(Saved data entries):
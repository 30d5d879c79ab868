//! Cache layer that orchestrates caching logic with network fetching.

use chrono::{DateTime, Duration, Utc};
use color_eyre::{eyre::eyre, Result};
use std::collections::HashMap;
use std::future::Future;
use std::sync::{Arc, Mutex as SyncMutex};
use tokio::sync::{Mutex, OwnedMutexGuard};

use super::storage::{CacheStorage, CachedQuery};
use super::traits::{CacheResult, CacheScope, Cacheable, QueryKey};

type InFlight = Arc<Mutex<HashMap<String, Arc<Mutex<()>>>>>;

/// Invalidation count per scope. A fetch that saw an older count than the
/// current one must not write its result back.
type Generations = Arc<SyncMutex<HashMap<CacheScope, u64>>>;

/// Cache layer that manages caching logic and network fetching.
///
/// This layer sits between the application and the network client,
/// providing transparent caching, scope invalidation, and at most one
/// in-flight fetch per query.
pub struct CacheLayer<S: CacheStorage> {
  storage: Arc<S>,
  /// How long before cached data is considered stale
  stale_time: Duration,
  /// Serve stale cache when a refresh fails
  offline_fallback: bool,
  in_flight: InFlight,
  generations: Generations,
}

impl<S: CacheStorage> CacheLayer<S> {
  /// Create a new cache layer with the given storage backend.
  pub fn new(storage: S) -> Self {
    Self {
      storage: Arc::new(storage),
      stale_time: Duration::minutes(5),
      offline_fallback: false,
      in_flight: Arc::new(Mutex::new(HashMap::new())),
      generations: Arc::new(SyncMutex::new(HashMap::new())),
    }
  }

  /// Set the stale time for cached data.
  pub fn with_stale_time(mut self, stale_time: Duration) -> Self {
    self.stale_time = stale_time;
    self
  }

  /// Serve stale cached data (marked `Offline`) when a refresh fails.
  pub fn with_offline_fallback(mut self, enabled: bool) -> Self {
    self.offline_fallback = enabled;
    self
  }

  /// Check if cached data is stale based on cached_at timestamp.
  fn is_stale(&self, cached_at: DateTime<Utc>) -> bool {
    Utc::now() - cached_at > self.stale_time
  }

  fn is_fresh<T>(&self, cached: &CachedQuery<T>) -> bool {
    !cached.invalidated && !self.is_stale(cached.cached_at)
  }

  /// Fetch with cache-first strategy.
  ///
  /// 1. Check cache - if fresh and not invalidated, return immediately
  /// 2. If stale/invalidated/missing, fetch from network
  /// 3. On network failure, return the error (or stale cache in offline mode)
  /// 4. Update cache with new data
  pub async fn fetch<T, F, Fut>(&self, key: &dyn QueryKey, fetcher: F) -> Result<CacheResult<T>>
  where
    T: Cacheable,
    F: FnOnce() -> Fut,
    Fut: Future<Output = Result<T>>,
  {
    let hash = key.cache_hash();
    let guard = self.lock_key(&hash).await;
    let result = self.fetch_locked(key, fetcher).await;
    self.release_key(&hash, guard).await;
    result
  }

  async fn fetch_locked<T, F, Fut>(&self, key: &dyn QueryKey, fetcher: F) -> Result<CacheResult<T>>
  where
    T: Cacheable,
    F: FnOnce() -> Fut,
    Fut: Future<Output = Result<T>>,
  {
    let scope = key.scope();
    let generation = self.generation(&scope)?;
    let cached = self.storage.get::<T>(key)?;
    if let Some(cached) = &cached {
      if self.is_fresh(cached) {
        tracing::debug!(key = %key.description(), "cache hit");
        return Ok(CacheResult::from_cache(cached.payload.clone(), cached.cached_at));
      }
    }

    tracing::debug!(key = %key.description(), "fetching");
    match fetcher().await {
      Ok(data) => {
        self.store_if_current(key, &scope, generation, &data)?;
        Ok(CacheResult::from_network(data))
      }
      Err(e) => self.fallback(key, cached, e),
    }
  }

  /// Fetch a list with incremental update support.
  ///
  /// If we have cached data, the fetcher receives the max updated_at from
  /// the cache and only needs to return entities newer than that. New
  /// entities are merged in front of the cached ones (replacing entries
  /// with the same key) and the list is capped at `cap` items.
  pub async fn fetch_incremental<T, F, Fut>(
    &self,
    key: &dyn QueryKey,
    cap: usize,
    fetcher: F,
  ) -> Result<CacheResult<Vec<T>>>
  where
    T: Cacheable,
    F: FnOnce(Option<String>) -> Fut,
    Fut: Future<Output = Result<Vec<T>>>,
  {
    let hash = key.cache_hash();
    let guard = self.lock_key(&hash).await;
    let result = self.fetch_incremental_locked(key, cap, fetcher).await;
    self.release_key(&hash, guard).await;
    result
  }

  async fn fetch_incremental_locked<T, F, Fut>(
    &self,
    key: &dyn QueryKey,
    cap: usize,
    fetcher: F,
  ) -> Result<CacheResult<Vec<T>>>
  where
    T: Cacheable,
    F: FnOnce(Option<String>) -> Fut,
    Fut: Future<Output = Result<Vec<T>>>,
  {
    let scope = key.scope();
    let generation = self.generation(&scope)?;
    let cached = self.storage.get::<Vec<T>>(key)?;
    let since = match &cached {
      Some(cached) if self.is_fresh(cached) => {
        tracing::debug!(key = %key.description(), "cache hit");
        return Ok(CacheResult::from_cache(cached.payload.clone(), cached.cached_at));
      }
      // An invalidated list can't be trusted as a merge base
      Some(cached) if !cached.invalidated => cached.max_updated.clone(),
      _ => None,
    };

    tracing::debug!(key = %key.description(), since = ?since, "fetching incrementally");
    let has_base = since.is_some();
    match fetcher(since).await {
      Ok(new_entities) => {
        let mut merged = match &cached {
          Some(cached) if has_base => merge(&cached.payload, new_entities),
          _ => new_entities,
        };
        merged.truncate(cap);
        self.store_if_current(key, &scope, generation, &merged)?;
        Ok(CacheResult::from_network(merged))
      }
      Err(e) => self.fallback(key, cached, e),
    }
  }

  /// Mark every cached query in the given scopes stale.
  ///
  /// The next read of any of them goes to the network.
  ///
  /// Fetches already in flight for these scopes still return their data to
  /// their callers but do not write it back.
  pub fn invalidate(&self, scopes: &[CacheScope]) -> Result<()> {
    for scope in scopes {
      {
        let mut generations = self
          .generations
          .lock()
          .map_err(|e| eyre!("Lock poisoned: {}", e))?;
        *generations.entry(scope.clone()).or_default() += 1;
      }
      let touched = self.storage.invalidate(scope)?;
      tracing::debug!(scope = %scope, touched, "invalidated");
    }
    Ok(())
  }

  /// Drop every cached payload.
  pub fn clear(&self) -> Result<()> {
    self.storage.clear()
  }

  fn generation(&self, scope: &CacheScope) -> Result<u64> {
    let generations = self
      .generations
      .lock()
      .map_err(|e| eyre!("Lock poisoned: {}", e))?;
    Ok(generations.get(scope).copied().unwrap_or_default())
  }

  /// Store `data` unless its scope was invalidated after the fetch began.
  fn store_if_current<T: Cacheable>(
    &self,
    key: &dyn QueryKey,
    scope: &CacheScope,
    started_at: u64,
    data: &T,
  ) -> Result<()> {
    if self.generation(scope)? != started_at {
      tracing::debug!(
        key = %key.description(),
        "scope invalidated during fetch, not caching"
      );
      return Ok(());
    }
    self.storage.store(key, data)
  }

  fn fallback<T>(
    &self,
    key: &dyn QueryKey,
    cached: Option<CachedQuery<T>>,
    error: color_eyre::Report,
  ) -> Result<CacheResult<T>> {
    match cached {
      Some(cached) if self.offline_fallback => {
        tracing::warn!(
          key = %key.description(),
          error = %error,
          "refresh failed, serving cached data"
        );
        Ok(CacheResult::offline(cached.payload, cached.cached_at))
      }
      _ => Err(error),
    }
  }

  async fn lock_key(&self, hash: &str) -> OwnedMutexGuard<()> {
    let slot = {
      let mut in_flight = self.in_flight.lock().await;
      Arc::clone(in_flight.entry(hash.to_string()).or_default())
    };
    slot.lock_owned().await
  }

  async fn release_key(&self, hash: &str, guard: OwnedMutexGuard<()>) {
    drop(guard);
    let mut in_flight = self.in_flight.lock().await;
    // Only the map holds the slot once nobody is waiting on it
    if in_flight
      .get(hash)
      .is_some_and(|slot| Arc::strong_count(slot) == 1)
    {
      in_flight.remove(hash);
    }
  }
}

/// Put new entities in front, replacing cached entries with the same key.
fn merge<T: Cacheable>(cached: &[T], new_entities: Vec<T>) -> Vec<T> {
  let new_keys: std::collections::HashSet<String> =
    new_entities.iter().map(|e| e.cache_key()).collect();

  let mut merged = new_entities;
  merged.extend(
    cached
      .iter()
      .filter(|e| !new_keys.contains(&e.cache_key()))
      .cloned(),
  );
  merged
}

impl<S: CacheStorage> Clone for CacheLayer<S> {
  fn clone(&self) -> Self {
    Self {
      storage: Arc::clone(&self.storage),
      stale_time: self.stale_time,
      offline_fallback: self.offline_fallback,
      in_flight: Arc::clone(&self.in_flight),
      generations: Arc::clone(&self.generations),
    }
  }
}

(Assignment): Wherever the line holding "in_flight.remove(hash);" falls in the entries above, copy exactly from it through the line holding "let new_keys: std::collections::HashSet<String>", inclusive, and add nothing.

(Response box):
      in_flight.remove(hash);
    }
  }
}

/// Put new entities in front, replacing cached entries with the same key.
fn merge<T: Cacheable>(cached: &[T], new_entities: Vec<T>) -> Vec<T> {
  let new_keys: std::collections::HashSet<String> =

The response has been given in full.